北九州長崎と続く『黒マント団―忍者まちを遊ぶ』の公演の中での初日、街中での忍者修行。私のチームは「はさみ」チーム。1年生2年生の男の子4人。
そして言い渡された修行は、「レインボータウンの中に隠れている仲間忍者(「キッタン」という女性)を見つけ出し、商店街の中央広場へ、連れて行くこと。ただし、影忍者に見つかってはいけない」。
手がかりは、「寒いところがすき」と言ったキッタンの言葉と、キッタンの容姿(やや小柄で、ねずみ色の服装)、それと、いつ開いてもよいともらったヒントの紙切れ。
トイレに行くことも忘れて、さあ、出発。
入り口を飛び出すと同時に4人はそれぞれ違う方向へ、飛び出した。「はさみヒカリ(集まれ)!!」
「どこからさがす?」「外が寒いトコじゃない?」「そうだよ、2階から外に出られるよ」「よし2階だ」走る、走る。そして2階の広場をぐるぐるとまわる。

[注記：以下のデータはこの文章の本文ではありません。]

//! Whole-profile accept/reject decisions
//!
//! A profile is filtered before any of its levels are touched: invalid
//! coordinates, a timestamp year outside the configured window, or a
//! position outside the configured bounding box each reject the profile
//! with a named reason. The geographic and temporal filters are
//! independent and individually configurable; both windows are inclusive.

use crate::app::models::ProfileSkip;
use crate::config::FilterConfig;
use chrono::{DateTime, Datelike, Utc};
use tracing::debug;

/// Check a resolved profile against the configured filters
///
/// `latitude`/`longitude` arrive straight from the normalizer, so absence
/// is still possible here and is treated the same as a non-finite value.
/// Returns the validated coordinates on acceptance.
pub fn check_profile(
    timestamp: &DateTime<Utc>,
    latitude: Option<f64>,
    longitude: Option<f64>,
    filters: &FilterConfig,
) -> Result<(f64, f64), ProfileSkip> {
    let (Some(lat), Some(lon)) = (
        latitude.filter(|v| v.is_finite()),
        longitude.filter(|v| v.is_finite()),
    ) else {
        return Err(ProfileSkip::InvalidCoordinates);
    };

    if filters.temporal.enabled {
        let year = timestamp.year();
        if year < filters.temporal.year_min || year > filters.temporal.year_max {
            debug!(
                "Profile rejected: year {} outside window {}..={}",
                year, filters.temporal.year_min, filters.temporal.year_max
            );
            return Err(ProfileSkip::OutsideYearWindow);
        }
    }

    if filters.geographic.enabled {
        let geo = &filters.geographic;
        let inside = lon >= geo.lon_min
            && lon <= geo.lon_max
            && lat >= geo.lat_min
            && lat <= geo.lat_max;
        if !inside {
            debug!(
                "Profile rejected: position ({}, {}) outside lon {}..={}, lat {}..={}",
                lon, lat, geo.lon_min, geo.lon_max, geo.lat_min, geo.lat_max
            );
            return Err(ProfileSkip::OutsideRegion);
        }
    }

    Ok((lat, lon))
}
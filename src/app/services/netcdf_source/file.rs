//! NetCDF-backed profile source

use super::source::ProfileSource;
use crate::{Error, Result};
use std::path::{Path, PathBuf};

/// A profile container opened from a NetCDF file
///
/// Missing-value handling: elements equal to the variable's `_FillValue`
/// attribute, and non-finite elements, read as `None`. The underlying
/// handle is closed when this struct is dropped.
pub struct NetcdfSource {
    path: PathBuf,
    file: netcdf::File,
}

impl NetcdfSource {
    /// Open a profile file read-only
    pub fn open(path: &Path) -> Result<Self> {
        let file = netcdf::open(path)
            .map_err(|e| Error::source_open(path.display().to_string(), e.to_string()))?;

        Ok(Self {
            path: path.to_path_buf(),
            file,
        })
    }

    fn variable(&self, name: &str) -> Result<netcdf::Variable<'_>> {
        self.file
            .variable(name)
            .ok_or_else(|| Error::variable_not_found(name, self.path.display().to_string()))
    }

    /// Fill value declared by the variable, if any
    fn fill_value(var: &netcdf::Variable) -> Option<f64> {
        let attribute = var.attribute("_FillValue")?;
        match attribute.value().ok()? {
            netcdf::AttributeValue::Double(v) => Some(v),
            netcdf::AttributeValue::Float(v) => Some(f64::from(v)),
            netcdf::AttributeValue::Int(v) => Some(f64::from(v)),
            netcdf::AttributeValue::Short(v) => Some(f64::from(v)),
            netcdf::AttributeValue::Doubles(v) => v.first().copied(),
            netcdf::AttributeValue::Floats(v) => v.first().copied().map(f64::from),
            _ => None,
        }
    }

    /// Map raw values to the pipeline's present/missing representation
    fn mask(values: Vec<f64>, fill: Option<f64>) -> Vec<Option<f64>> {
        values
            .into_iter()
            .map(|v| {
                if !v.is_finite() {
                    return None;
                }
                match fill {
                    Some(f) if v == f => None,
                    _ => Some(v),
                }
            })
            .collect()
    }

    fn read_raw(&self, var: &netcdf::Variable, profile: Option<usize>) -> Result<Vec<f64>> {
        let read_error =
            |e: netcdf::Error| Error::netcdf(format!("Failed to read '{}'", var.name()), e);

        // Extent shape must match the variable's rank exactly: a leading
        // index for the profile dimension, full range for the rest.
        let values = match (profile, var.dimensions().len()) {
            (Some(index), 1) => var.get_values::<f64, _>((index,)).map_err(read_error)?,
            (Some(index), rank) if rank >= 2 => {
                var.get_values::<f64, _>((index, ..)).map_err(read_error)?
            }
            _ => var.get_values::<f64, _>(..).map_err(read_error)?,
        };
        Ok(values)
    }

    fn read_bytes(&self, var: &netcdf::Variable, profile: Option<usize>) -> Result<Vec<u8>> {
        let read_error =
            |e: netcdf::Error| Error::netcdf(format!("Failed to read '{}'", var.name()), e);

        let bytes = match (profile, var.dimensions().len()) {
            (Some(index), rank) if rank >= 2 => {
                var.get_values::<u8, _>((index, ..)).map_err(read_error)?
            }
            _ => var.get_values::<u8, _>(..).map_err(read_error)?,
        };
        Ok(bytes)
    }
}

impl ProfileSource for NetcdfSource {
    fn path(&self) -> &Path {
        &self.path
    }

    fn dimension_len(&self, name: &str) -> Option<usize> {
        self.file.dimension(name).map(|dim| dim.len())
    }

    fn variable_names(&self) -> Vec<String> {
        self.file.variables().map(|var| var.name()).collect()
    }

    fn variable_rank(&self, name: &str) -> Result<usize> {
        Ok(self.variable(name)?.dimensions().len())
    }

    fn read_numeric(&self, name: &str, profile: Option<usize>) -> Result<Vec<Option<f64>>> {
        let var = self.variable(name)?;
        let fill = Self::fill_value(&var);
        let values = self.read_raw(&var, profile)?;
        Ok(Self::mask(values, fill))
    }

    fn read_text(&self, name: &str, profile: Option<usize>) -> Result<String> {
        let var = self.variable(name)?;

        // Character arrays decode bytewise. Numeric identifier variables
        // reject the byte read with a conversion error, so fall back to
        // formatting the first present numeric element.
        match self.read_bytes(&var, profile) {
            Ok(bytes) => Ok(bytes
                .into_iter()
                .filter(|b| *b != 0)
                .map(char::from)
                .collect()),
            Err(_) => {
                let fill = Self::fill_value(&var);
                let cells = Self::mask(self.read_raw(&var, profile)?, fill);
                Ok(cells
                    .into_iter()
                    .flatten()
                    .next()
                    .map(format_numeric_id)
                    .unwrap_or_default())
            }
        }
    }
}

/// Format a numeric platform code without a trailing fraction
fn format_numeric_id(value: f64) -> String {
    if value.fract() == 0.0 && value.abs() < i64::MAX as f64 {
        format!("{}", value as i64)
    } else {
        value.to_string()
    }
}
//! Command implementations for the Argo processor CLI
//!
//! This module contains the main command execution logic, progress
//! reporting, and error handling for the CLI interface. Each command is
//! implemented in its own module.

pub mod extract;
pub mod inspect;
pub mod shared;

use crate::Result;
use crate::cli::args::{Args, Commands};

/// Main command runner for the Argo processor
///
/// Dispatches to the appropriate subcommand handler based on CLI args:
/// - `extract`: batch NetCDF-to-CSV extraction workflow
/// - `inspect`: single-file layout and variable-resolution report
pub async fn run(args: Args) -> Result<()> {
    match args.get_command() {
        Commands::Extract(extract_args) => {
            extract::run_extract(extract_args).await?;
            Ok(())
        }
        Commands::Inspect(inspect_args) => inspect::run_inspect(inspect_args).await,
    }
}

「いないよ」「ほかに寒いトコあるかなあ」「3階に行ってみよう(なんとなく暗いところがありそう)」「よーし」走る、走る。
「いた!」「ほんと?」ざざっと集まるはさみチーム5人衆(私もハアハア言いながら)。「違う、キッタンじゃない」「ほんとうだ、この人は男の人だ」「おーい、こっちに暗いとこがあるぞ」「そっちだ」また、走る、走る。
「階段が寒そうだよ」「エレベーターの中は?」「向こうにも階段があったよ」「地下にも、暗いところがあるかもしれない」走っている中で、寒い=くらいと言う構造ができたようです。そして、走る、走る、走る、走る。階段もあるもんで、のぼる、おりる、のぼる、おりる、飛び上がっては飛び降りる。
「フウ、いないね」「ヒントの紙切れ見てみようか」「よーし」・・・『2階レインボー広場を探せ』「やっぱり2階だ」「ええ、あそこのどこに隠れているんだ?」と言う私の言葉はすでにむなしく、走る4人、私もまじって走る、走る。
「どこだ?」「さがすんだ」「いたぞ」「シーッ、影忍者に聞こえちゃうよ」(舞台の裏にいました)「いたいた」「探しましたよ、キッタン」「よく見つけてくれましたね。ありがとう」
「さあ、これから、(影忍者に見つからないように)どうする?」「フロシキをかぶせようよ」「それは、いいね」バサッ、バサッ。
「ぼく偵察するよ」「頼むよ」「大丈夫だ、(今なら影忍者がいない)、早く早く」「ぼくは後ろから誰か来ないかを観ていくね」とキッタンに手を添えて、押し出しながら、後ろを警戒している。
「あっ、(影忍者だ)、隠れて」自転車の陰に身を潜めるはさみチーム、そこには、ノートチームもいたようだ。「そっちも仲間忍者見つかったの?」「うん」「じゃ、一緒に行こう」
「あっ、影が来た、逃げろ」バラバラバラバラ、シーン。・・・「こうなったら、別の道を行こう」「こっちに抜け道があるぞ」「おーい、キッタンをおいていかないでくれ」「大丈夫だよ」。
「よーしこうなったら、ぼくらが影をひきつけるよ」「頼むぞ」「おーい影忍者、こっちだぞ」「よーし今だ、キッタン行くよ」中央広場には、先に来たチームが待っている。
「早く、早く」「おっ、待てー!!」追いかけてくる影忍者。フロシキをかぶったキッタンは、はさみチームに囲まれながら、安全地帯へ。迎えた仲間たちの拍手。
「ぼく、影忍者をおびき寄せたんだ」「後ろをずっと見てたんだ」。キッタン後で聞いてみたら、フロシキをずっとかぶっていたので、どこをどう通ったのやらわからなかったとのことでも「ずっと、私の後ろを誰かの手が支えてくれていたので、嬉しかった」と感想を言っていました。
とにかく、その間も5人衆は、走って、とまって、隠れて、逃げて、走って、走って、走りました。
この後も修行は続くのですが・・・
とにかく、走りました。でも、走る中で、いろんなことを考え感じ思うんだと言うことが本当によくわかります。からだまるごとが、走り回ることで、ぐるんぐるんと回転してゆくんだということを。
私たちは、この子どもたちの走る姿を保障していかなくてはと思います。